Policjanci ustalili, że 54-letni kierujący volkswagenem zasnął na krótką chwilę za kierownicą. Stracił panowanie nad pojazdem i uderzył w bariery energochłonne.
- Mężczyzna wydostał się z pojazdu o własnych siłach. Chwilę później w volkswagena golfa uderzył jadący lewym pasem kierujący osobowym mercedesem. Ten kierujący zakończył jazdę na barierach energochłonnych z prawej strony nitki autostrady w kierunku Katowic. W krótkim czasie w volkswagena wjechał kierowca ciężarówki – relacjonuje Aneta Wlazłowska z Komendy Powiatowej Policji w Radomsku.
- W tej sytuacji aż trudno uwierzyć w szczęśliwy finał tego zdarzenia. Żaden z kierujących nie odniósł obrażeń ciała skutkujących hospitalizacją. Wszyscy kierowcy podróżowali sami – dodaje Aneta Wlazłowska.
Uczestnicy kolizji byli trzeźwi. Na sprawcę zdarzenia, mieszkańca województwa śląskiego, policjanci nałożyli mandat karny.

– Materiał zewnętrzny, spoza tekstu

use std::path::Path;
use std::time::Instant;

use bedrock_chat_core::{
    ChatClient, ChatController, ChatError, ChatRole, ClipboardSink, CodeBlock, CodeBlockId,
    CopyFeedback, DisplayMode, Document, Entry, Request, Submission, Upload,
};
use tokio::sync::watch;
use tokio::task::JoinHandle;
use tracing::{debug, info, warn};

#[derive(Debug, Clone, Copy, PartialEq, Eq)]
pub enum InputMode {
    Normal,
    Editing,
    FilePath,
}

/// One-line message for the status bar, cleared on the next key press
#[derive(Debug, Clone, PartialEq, Eq)]
pub struct Notice {
    pub text: String,
    pub is_error: bool,
}

impl Notice {
    pub fn info(text: impl Into<String>) -> Self {
        Self {
            text: text.into(),
            is_error: false,
        }
    }

    pub fn error(text: impl Into<String>) -> Self {
        Self {
            text: text.into(),
            is_error: true,
        }
    }
}

pub struct App {
    // Core state
    pub should_quit: bool,
    pub input_mode: InputMode,
    pub controller: ChatController,
    pub client: ChatClient,
    pub display_mode: watch::Receiver<DisplayMode>,
    pub in_flight: Option<JoinHandle<bedrock_chat_core::Result<String>>>,

    // Input state
    pub cursor: usize, // cursor position in the draft, in chars
    pub file_path_input: String,
    pub notice: Option<Notice>,

    // Rendered replies, parallel to conversation entries (None for non-assistant rows)
    pub documents: Vec<Option<Document>>,

    // Code block selection and copy
    pub selected_block: Option<CodeBlockId>,
    pub scroll_to_selected: bool,
    pub copy_feedback: CopyFeedback,
    pub clipboard: Box<dyn ClipboardSink>,

    // Chat scrolling (updated during render)
    pub scroll: u16,
    pub follow: bool,
    pub chat_height: u16,
    pub max_scroll: u16,

    // Animation state
    pub animation_frame: u8, // 0-2 for ellipsis animation
}

impl App {
    pub fn new(
        client: ChatClient,
        controller: ChatController,
        clipboard: Box<dyn ClipboardSink>,
    ) -> Self {
        let display_mode = controller.subscribe_theme();
        Self {
            should_quit: false,
            input_mode: InputMode::Editing,
            controller,
            client,
            display_mode,
            in_flight: None,

            cursor: 0,
            file_path_input: String::new(),
            notice: None,

            documents: Vec::new(),

            selected_block: None,
            scroll_to_selected: false,
            copy_feedback: CopyFeedback::new(),
            clipboard,

            scroll: 0,
            follow: true,
            chat_height: 0,
            max_scroll: 0,

            animation_frame: 0,
        }
    }

    pub fn display_mode(&self) -> DisplayMode {
        *self.display_mode.borrow()
    }

    pub fn draft(&self) -> &str {
        &self.controller.input().text
    }

    pub fn is_waiting(&self) -> bool {
        self.in_flight.is_some()
    }

    // Round trips

    pub fn submit_draft(&mut self) {
        let submission = self.controller.submit_draft();
        self.cursor = 0;
        self.handle_submission(submission);
    }

    pub fn upload_file(&mut self) {
        match self.controller.send_file() {
            Ok(submission) => self.handle_submission(submission),
            Err(err @ ChatError::UnsupportedFileType(_)) => {
                self.notice = Some(Notice::error(err.to_string()));
            }
            Err(err) => {
                warn!(error = %err, "file upload rejected");
                self.notice = Some(Notice::error(err.to_string()));
            }
        }
    }

    pub async fn load_file(&mut self, path: &Path) {
        match Upload::from_path(path).await {
            Ok(upload) => {
                info!(file = %upload.name, mime = %upload.mime, bytes = upload.bytes.len(), "file selected");
                self.notice = Some(Notice::info(format!(
                    "Selected {} ({}). Press u to upload",
                    upload.name, upload.mime
                )));
                self.controller.select_file(upload);
            }
            Err(err) => {
                warn!(path = %path.display(), error = %err, "could not read file");
                self.notice = Some(Notice::error(format!("Could not read {}: {err}", path.display())));
            }
        }
    }

    fn handle_submission(&mut self, submission: Submission) {
        match submission {
            Submission::Dispatched(request) => self.dispatch(request),
            Submission::Queued => {
                self.notice = Some(Notice::info(format!(
                    "Queued ({} waiting)",
                    self.controller.queued_len()
                )));
            }
            Submission::Ignored => {}
        }
        self.sync_documents();
        self.follow = true;
    }

    pub fn dispatch(&mut self, request: Request) {
        let client = self.client.clone();
        debug!(?request, "dispatching round trip");
        self.in_flight = Some(tokio::spawn(async move { client.execute(&request).await }));
    }

    /// Collect a finished round trip, if any, and start the next queued one
    pub async fn poll_round_trip(&mut self) {
        let finished = self
            .in_flight
            .as_ref()
            .is_some_and(|task| task.is_finished());
        if !finished {
            return;
        }
        let Some(task) = self.in_flight.take() else {
            return;
        };

        let outcome = match task.await {
            Ok(outcome) => outcome,
            Err(err) => Err(ChatError::Aborted(err.to_string())),
        };
        if let Some(next) = self.controller.finish(outcome) {
            self.dispatch(next);
        }
        self.sync_documents();
        self.follow = true;
    }

    /// Parse any assistant replies appended since the last call
    pub fn sync_documents(&mut self) {
        let entries = self.controller.conversation().entries();
        for entry in &entries[self.documents.len()..] {
            let document = match entry {
                Entry::Message(message) if message.role == ChatRole::Assistant => {
                    Some(Document::parse(&message.content))
                }
                _ => None,
            };
            self.documents.push(document);
        }
    }

    // Code blocks

    pub fn code_block_ids(&self) -> Vec<CodeBlockId> {
        self.documents
            .iter()
            .enumerate()
            .filter_map(|(entry, doc)| doc.as_ref().map(|doc| (entry, doc)))
            .flat_map(|(entry, doc)| {
                (0..doc.code_blocks().count()).map(move |block| CodeBlockId { entry, block })
            })
            .collect()
    }

    pub fn code_block(&self, id: CodeBlockId) -> Option<&CodeBlock> {
        self.documents
            .get(id.entry)?
            .as_ref()?
            .code_blocks()
            .nth(id.block)
    }

    pub fn select_next_block(&mut self) {
        self.step_block_selection(true);
    }

    pub fn select_prev_block(&mut self) {
        self.step_block_selection(false);
    }

    fn step_block_selection(&mut self, forward: bool) {
        let ids = self.code_block_ids();
        if ids.is_empty() {
            self.selected_block = None;
            return;
        }
        let current = self
            .selected_block
            .and_then(|id| ids.iter().position(|candidate| *candidate == id));
        let next = match (current, forward) {
            (Some(i), true) => (i + 1) % ids.len(),
            (Some(i), false) => (i + ids.len() - 1) % ids.len(),
            (None, true) => 0,
            (None, false) => ids.len() - 1,
        };
        self.selected_block = Some(ids[next]);
        self.scroll_to_selected = true;
        self.follow = false;
    }

    pub fn copy_selected_block(&mut self) {
        let Some(id) = self.selected_block else {
            self.notice = Some(Notice::info("No code block selected. Press Tab to select one"));
            return;
        };
        let Some(block) = self.code_block(id).cloned() else {
            return;
        };
        if let Err(err) = self
            .copy_feedback
            .copy(id, &block, self.clipboard.as_mut(), Instant::now())
        {
            warn!(error = %err, "copy failed");
            self.notice = Some(Notice::error(err.to_string()));
        }
    }

    // Scrolling

    pub fn scroll_down(&mut self, lines: u16) {
        self.scroll = self.scroll.saturating_add(lines).min(self.max_scroll);
        self.follow = self.scroll >= self.max_scroll;
    }

    pub fn scroll_up(&mut self, lines: u16) {
        self.scroll = self.scroll.saturating_sub(lines);
        self.follow = false;
    }

    pub fn toggle_theme(&mut self) {
        self.controller.toggle_theme();
    }

    /// Tick animation frame and expire copy confirmations (called by Tick event)
    pub fn tick(&mut self) {
        if self.is_waiting() {
            self.animation_frame = (self.animation_frame + 1) % 3;
        }
        self.copy_feedback.prune(Instant::now());
    }
}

Policjanci apelują do kierujących pojazdami, aby zwracali uwagę na swoje samopoczucie podczas jazdy. Nie wolno ignorować zmęczenia lub pogarszającego się stanu zdrowia. Bez wątpienia zmęczenie powoduje obniżenie funkcji psychomotorycznych kierowcy, co wpływa na koncentrację. W takich sytuacjach koniecznie trzeba zatrzymać pojazd w miejscu bezpiecznym i po prostu odpocząć.